> _What is needed_: Report every line of the listing below in which the string "watch" appears.

> _Recorded data_:

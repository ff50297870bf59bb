use std::sync::LazyLock;

// Glyphs from egui's bundled emoji font.
pub const ICON_CHECK: &str = "✅";
pub const ICON_WARNING: &str = "⚠";
pub const ICON_CROSS: &str = "❌";
pub const ICON_PLUG: &str = "🔌";
pub const ICON_HEART: &str = "♥";
pub const ICON_FILE: &str = "📄";
pub const ICON_TRASH: &str = "🗑";

/// Every user-visible string. The server speaks Turkish, so does the UI.
pub struct UiText {
    // Window
    pub app_title: String,
    pub heading_filters: String,
    pub heading_timeframes: String,
    pub heading_coin_list: String,
    pub heading_results: String,
    pub heading_console: String,

    // Filter rows
    pub label_rsi1: String,
    pub label_rsi2: String,
    pub label_hacim: String,
    pub label_volume: String,
    pub label_artis: String,
    pub label_closing_scan: String,
    pub toggle_on: String,
    pub toggle_off: String,
    pub hover_filter_row: String,
    pub hover_coarse_step: String,

    // Buttons
    pub button_filter: String,
    pub button_scanning: String,
    pub button_auto_scan: String,
    pub button_stop_auto_scan: String,
    pub button_auto_scan_queued: String,
    pub button_clear_results: String,
    pub button_reconnect: String,
    pub button_remove_list: String,

    // Coin list
    pub no_list_selected: String,
    pub drop_hint: String,
    pub restored_list: String,

    // Status bar
    pub status_connected: String,
    pub status_connecting: String,
    pub status_reconnecting: String,
    pub status_waiting: String,
    pub status_failed: String,
    pub status_closed_by_server: String,
    pub status_idle: String,
    pub status_last_heartbeat: String,
    pub status_auto_on: String,

    // Banners
    pub msg_connected: String,
    pub msg_reconnected: String,
    pub msg_server_disconnected: String,
    pub msg_disconnected_retrying: String,
    pub msg_reconnect_failed: String,
    pub msg_need_timeframe: String,
    pub msg_scan_failed: String,
    pub msg_auto_start_failed: String,
    pub msg_file_read_error: String,

    // Console
    pub console_auto_starting: String,
    pub console_auto_stopped: String,
    pub console_resumed: String,
    pub console_reconnected: String,
    pub console_gave_up: String,

    // Close guard
    pub close_title: String,
    pub close_body: String,
    pub close_confirm: String,
    pub close_cancel: String,
}

impl UiText {
    pub fn msg_connect_error(&self, attempt: u32, max: u32) -> String {
        format!("Bağlantı hatası ({}/{}). Yeniden deneniyor...", attempt, max)
    }

    pub fn msg_scan_rejected(&self, reason: &str) -> String {
        format!("Tarama sırasında bir hata oluştu: {}", reason)
    }

    pub fn msg_scan_completed(&self, total_matches: u64) -> String {
        format!("Tarama tamamlandı! {} eşleşme bulundu.", total_matches)
    }

    pub fn msg_coins_loaded(&self, count: usize) -> String {
        format!("{} coin başarıyla yüklendi.", count)
    }

    pub fn coin_count(&self, count: usize) -> String {
        format!("{} coin yüklendi", count)
    }

    pub fn console_disconnected(&self, reason: &str) -> String {
        format!(
            "{} Bağlantı kesildi ({}). Yeniden bağlanmaya çalışılıyor...",
            ICON_WARNING, reason
        )
    }

    pub fn console_reconnect_error(&self, message: &str) -> String {
        format!("{} Yeniden bağlantı hatası: {}", ICON_WARNING, message)
    }

    pub fn console_error(&self, error: &str) -> String {
        format!("HATA: {}", error)
    }

    pub fn status_attempt(&self, attempt: u32, max: u32) -> String {
        format!("deneme {}/{}", attempt, max)
    }

    pub fn timeframe_label(&self, label: &str) -> String {
        format!("{} dk", label)
    }

    pub fn timeframe_heading(&self, label: &str) -> String {
        format!("{} dk Sonuçları", label)
    }
}

pub static UI_TEXT: LazyLock<UiText> = LazyLock::new(|| UiText {
    app_title: "Kripto Tarayıcı".to_string(),
    heading_filters: "Filtreler".to_string(),
    heading_timeframes: "Zaman Aralıkları".to_string(),
    heading_coin_list: "Coin Listesi".to_string(),
    heading_results: "Sonuçlar".to_string(),
    heading_console: "Otomatik Tarama".to_string(),

    label_rsi1: "RSI (1)".to_string(),
    label_rsi2: "RSI (2)".to_string(),
    label_hacim: "Göreceli Hacim".to_string(),
    label_volume: "Hacim (USDT)".to_string(),
    label_artis: "Yüzde Değişim".to_string(),
    label_closing_scan: "Kapanış Taraması".to_string(),
    toggle_on: "Aktif".to_string(),
    toggle_off: "Pasif".to_string(),
    hover_filter_row: "Filtreyi açmak veya kapatmak için tıklayın".to_string(),
    hover_coarse_step: "Shift: 10 kat adım".to_string(),

    button_filter: "FILTRELE".to_string(),
    button_scanning: "TARANIYOR...".to_string(),
    button_auto_scan: "OTOMATİK TARAMA".to_string(),
    button_stop_auto_scan: "TARAMAYI DURDUR".to_string(),
    button_auto_scan_queued: "BAĞLANIYOR...".to_string(),
    button_clear_results: format!("{} Sonuçları Temizle", ICON_TRASH),
    button_reconnect: format!("{} Yeniden Bağlan", ICON_PLUG),
    button_remove_list: "Listeyi Kaldır".to_string(),

    no_list_selected: "Liste seçilmedi".to_string(),
    drop_hint: format!("{} .txt dosyasını pencereye sürükleyin", ICON_FILE),
    restored_list: "Sunucu oturumundan alınan liste".to_string(),

    status_connected: "Bağlı".to_string(),
    status_connecting: "Bağlanıyor".to_string(),
    status_reconnecting: "Yeniden bağlanıyor".to_string(),
    status_waiting: "Yeniden denenecek".to_string(),
    status_failed: "Bağlantı kurulamadı".to_string(),
    status_closed_by_server: "Sunucu bağlantıyı kapattı".to_string(),
    status_idle: "Bağlı değil".to_string(),
    status_last_heartbeat: format!("{} Son sinyal", ICON_HEART),
    status_auto_on: "Otomatik tarama açık".to_string(),

    msg_connected: "Sunucuya bağlanıldı".to_string(),
    msg_reconnected: "Bağlantı yeniden kuruldu".to_string(),
    msg_server_disconnected: "Sunucu tarafından bağlantı kesildi.".to_string(),
    msg_disconnected_retrying: "Bağlantı kesildi. Yeniden bağlanmaya çalışılıyor...".to_string(),
    msg_reconnect_failed: "Sunucuya bağlantı kurulamadı. Sunucu durumunu kontrol edin."
        .to_string(),
    msg_need_timeframe: "Lütfen en az bir zaman aralığı seçin!".to_string(),
    msg_scan_failed: "Tarama sırasında bir hata oluştu! Lütfen tekrar deneyin.".to_string(),
    msg_auto_start_failed: "Otomatik tarama başlatılamadı. Bağlantı kontrol ediliyor..."
        .to_string(),
    msg_file_read_error: "Dosya okuma hatası. Lütfen tekrar deneyin.".to_string(),

    console_auto_starting: "Otomatik tarama başlatılıyor...".to_string(),
    console_auto_stopped: "Otomatik tarama durduruldu.".to_string(),
    console_resumed: format!(
        "{} Bağlantı yeniden kuruldu. Otomatik tarama devam ediyor...",
        ICON_CHECK
    ),
    console_reconnected: format!(
        "{} Bağlantı başarıyla yeniden kuruldu. Otomatik tarama devam ediyor.",
        ICON_CHECK
    ),
    console_gave_up: format!("{} Bağlantı kurulamadı. Otomatik tarama durdu.", ICON_CROSS),

    close_title: "Çıkış".to_string(),
    close_body: "Otomatik tarama devam ediyor. Çıkmak istediğinize emin misiniz?".to_string(),
    close_confirm: "Çık".to_string(),
    close_cancel: "Vazgeç".to_string(),
});
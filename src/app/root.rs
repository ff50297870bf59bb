use {
    eframe::{
        Frame,
        egui::{Context, DroppedFile, ViewportCommand, Visuals},
    },
    std::sync::mpsc::{self, Receiver, Sender},
};

use crate::{
    Cli,
    app::Dashboard,
    config::DF,
    data::{
        EventSink, FilterPayload, PageLocation, ServerOrigin, TransportEvent, default_transport,
        protocol::FilterResponse, submit_filter,
    },
    error::{ImportError, ScanError},
    ui::UI_CONFIG,
    utils::AppInstant,
};

#[cfg(not(target_arch = "wasm32"))]
use {std::thread, tokio::runtime::Runtime};

#[cfg(target_arch = "wasm32")]
use {
    std::{cell::Cell, rc::Rc},
    wasm_bindgen::{JsCast, closure::Closure},
};

type ScanOutcome = Result<FilterResponse, ScanError>;

pub struct App {
    pub(crate) dashboard: Dashboard,
    transport_rx: Receiver<TransportEvent>,
    scan_tx: Sender<ScanOutcome>,
    scan_rx: Receiver<ScanOutcome>,
    http: reqwest::Client,
    /// Native close was intercepted; the confirmation dialog is up.
    pub(crate) confirm_close: bool,
    allow_close: bool,
    #[cfg(target_arch = "wasm32")]
    unload_guard: Rc<Cell<bool>>,
    #[cfg(target_arch = "wasm32")]
    _unload_listener: Option<Closure<dyn FnMut(web_sys::BeforeUnloadEvent)>>,
}

impl App {
    pub(crate) fn new(cc: &eframe::CreationContext<'_>, args: Cli) -> Self {
        let origin = args
            .server
            .as_deref()
            .map(ServerOrigin::from_url)
            .unwrap_or_else(|| ServerOrigin::from_location(&PageLocation::local()));

        let (transport_tx, transport_rx) = mpsc::channel();
        let (scan_tx, scan_rx) = mpsc::channel();
        let sink = EventSink::new(transport_tx, Some(cc.egui_ctx.clone()));

        let now = AppInstant::now();
        let mut dashboard = Dashboard::new(origin, default_transport(), sink);
        dashboard.start(now);

        #[cfg(not(target_arch = "wasm32"))]
        if let Some(path) = &args.coin_list {
            let name = file_name_of(path);
            dashboard.load_coin_list(&name, read_text_file(path, &name), now);
        }

        #[cfg(target_arch = "wasm32")]
        let unload_guard = Rc::new(Cell::new(false));
        #[cfg(target_arch = "wasm32")]
        let _unload_listener = install_unload_guard(unload_guard.clone());

        Self {
            dashboard,
            transport_rx,
            scan_tx,
            scan_rx,
            http: reqwest::Client::new(),
            confirm_close: false,
            allow_close: false,
            #[cfg(target_arch = "wasm32")]
            unload_guard,
            #[cfg(target_arch = "wasm32")]
            _unload_listener,
        }
    }

    /// Validates the form and fires `POST /filter` in the background.
    pub(crate) fn start_scan(&mut self, ctx: &Context) {
        let Some(payload) = self.dashboard.submit_scan(AppInstant::now()) else {
            return;
        };
        self.spawn_filter_request(ctx, payload);
    }

    fn spawn_filter_request(&self, ctx: &Context, payload: FilterPayload) {
        let client = self.http.clone();
        let origin = self.dashboard.origin().clone();
        let tx = self.scan_tx.clone();
        let ctx = ctx.clone();

        #[cfg(not(target_arch = "wasm32"))]
        thread::spawn(move || {
            let outcome = match Runtime::new() {
                Ok(rt) => rt.block_on(submit_filter(&client, &origin, &payload)),
                Err(e) => Err(ScanError::Request(e.to_string())),
            };
            let _ = tx.send(outcome);
            ctx.request_repaint();
        });

        #[cfg(target_arch = "wasm32")]
        wasm_bindgen_futures::spawn_local(async move {
            let outcome = submit_filter(&client, &origin, &payload).await;
            let _ = tx.send(outcome);
            ctx.request_repaint();
        });
    }

    fn pump_events(&mut self, now: AppInstant) {
        while let Ok(event) = self.transport_rx.try_recv() {
            self.dashboard.handle_transport_event(event, now);
        }
        while let Ok(outcome) = self.scan_rx.try_recv() {
            self.dashboard.on_scan_response(outcome, now);
        }
        self.dashboard.tick(now);
    }

    fn handle_dropped_files(&mut self, ctx: &Context, now: AppInstant) {
        let dropped = ctx.input(|i| i.raw.dropped_files.clone());
        // Only one list is active at a time; the last file wins.
        if let Some(file) = dropped.last() {
            let (name, content) = read_dropped(file);
            self.dashboard.load_coin_list(&name, content, now);
        }
    }

    /// Holds the window open while an auto-scan runs, until the user confirms.
    fn guard_close(&mut self, ctx: &Context) {
        #[cfg(target_arch = "wasm32")]
        self.unload_guard.set(self.dashboard.should_block_close());

        let close_requested = ctx.input(|i| i.viewport().close_requested());
        if close_requested && !self.allow_close && self.dashboard.should_block_close() {
            if DF.log_auto_scan {
                log::info!("Close blocked: auto-scan running");
            }
            ctx.send_viewport_cmd(ViewportCommand::CancelClose);
            self.confirm_close = true;
        }
    }

    pub(crate) fn confirm_exit(&mut self, ctx: &Context) {
        self.confirm_close = false;
        self.allow_close = true;
        self.dashboard.shutdown();
        ctx.send_viewport_cmd(ViewportCommand::Close);
    }

    fn schedule_repaint(&self, ctx: &Context, now: AppInstant) {
        if let Some(deadline) = self.dashboard.next_deadline() {
            ctx.request_repaint_after(deadline.saturating_duration_since(now));
        }
    }
}

impl eframe::App for App {
    fn update(&mut self, ctx: &Context, _frame: &mut Frame) {
        setup_custom_visuals(ctx);
        let now = AppInstant::now();

        self.pump_events(now);
        self.handle_dropped_files(ctx, now);
        self.guard_close(ctx);

        self.render_top_panel(ctx);
        self.render_status_panel(ctx);
        self.render_left_panel(ctx);
        self.render_central_panel(ctx);
        self.render_close_dialog(ctx);

        self.schedule_repaint(ctx, now);
    }
}

fn setup_custom_visuals(ctx: &Context) {
    let mut visuals = Visuals::dark();
    visuals.window_fill = UI_CONFIG.colors.central_panel;
    visuals.panel_fill = UI_CONFIG.colors.side_panel;
    visuals.widgets.noninteractive.fg_stroke.color = UI_CONFIG.colors.label;
    visuals.widgets.inactive.fg_stroke.color = UI_CONFIG.colors.label;
    visuals.widgets.hovered.fg_stroke.color = UI_CONFIG.colors.heading;
    visuals.widgets.active.fg_stroke.color = UI_CONFIG.colors.heading;
    ctx.set_visuals(visuals);
    ctx.style_mut(|s| s.interaction.selectable_labels = false);
}

fn read_dropped(file: &DroppedFile) -> (String, Result<String, ImportError>) {
    let name = if file.name.is_empty() {
        file.path
            .as_deref()
            .map(file_name_of)
            .unwrap_or_default()
    } else {
        file.name.clone()
    };

    if let Some(bytes) = &file.bytes {
        let content = decode_text(bytes.to_vec(), &name);
        return (name, content);
    }

    #[cfg(not(target_arch = "wasm32"))]
    if let Some(path) = &file.path {
        let content = read_text_file(path, &name);
        return (name, content);
    }

    let content = Err(ImportError::Unreadable {
        name: name.clone(),
        reason: "no file contents".to_string(),
    });
    (name, content)
}

fn file_name_of(path: &std::path::Path) -> String {
    path.file_name()
        .map(|n| n.to_string_lossy().into_owned())
        .unwrap_or_else(|| path.display().to_string())
}

#[cfg(not(target_arch = "wasm32"))]
fn read_text_file(path: &std::path::Path, name: &str) -> Result<String, ImportError> {
    let bytes = std::fs::read(path).map_err(|e| ImportError::Unreadable {
        name: name.to_string(),
        reason: e.to_string(),
    })?;
    decode_text(bytes, name)
}

fn decode_text(bytes: Vec<u8>, name: &str) -> Result<String, ImportError> {
    String::from_utf8(bytes).map_err(|_| ImportError::NotText(name.to_string()))
}

/// Browser-side close guard: `beforeunload` prompts while the flag is set.
#[cfg(target_arch = "wasm32")]
fn install_unload_guard(
    active: Rc<Cell<bool>>,
) -> Option<Closure<dyn FnMut(web_sys::BeforeUnloadEvent)>> {
    let window = web_sys::window()?;
    let listener = Closure::<dyn FnMut(web_sys::BeforeUnloadEvent)>::new(
        move |event: web_sys::BeforeUnloadEvent| {
            if active.get() {
                event.prevent_default();
                event.set_return_value("auto-scan running");
            }
        },
    );
    if let Err(err) = window
        .add_event_listener_with_callback("beforeunload", listener.as_ref().unchecked_ref())
    {
        log::warn!("Could not install beforeunload guard: {:?}", err);
        return None;
    }
    Some(listener)
}

#[cfg(test)]
mod tests {
    use super::*;

    #[test]
    fn non_utf8_upload_is_rejected() {
        let err = decode_text(vec![0xff, 0xfe, 0x00], "list.txt").unwrap_err();
        assert!(matches!(err, ImportError::NotText(ref n) if n == "list.txt"));
        assert_eq!(decode_text(b"BTCUSDT".to_vec(), "a").unwrap(), "BTCUSDT");
    }

    #[test]
    fn dropped_bytes_are_decoded_with_their_name() {
        let file = DroppedFile {
            name: "watch.txt".to_string(),
            bytes: Some(std::sync::Arc::from(&b"ETHUSDT,SOLUSDT"[..])),
            ..Default::default()
        };
        let (name, content) = read_dropped(&file);
        assert_eq!(name, "watch.txt");
        assert_eq!(content.unwrap(), "ETHUSDT,SOLUSDT");
    }

    #[test]
    fn missing_native_file_is_unreadable() {
        let path = std::path::Path::new("/definitely/not/here/coins.txt");
        let err = read_text_file(path, "coins.txt").unwrap_err();
        assert!(matches!(err, ImportError::Unreadable { .. }));
    }
}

> _Result of the exercise_:
            name: "watch.txt".to_string(),
        assert_eq!(name, "watch.txt");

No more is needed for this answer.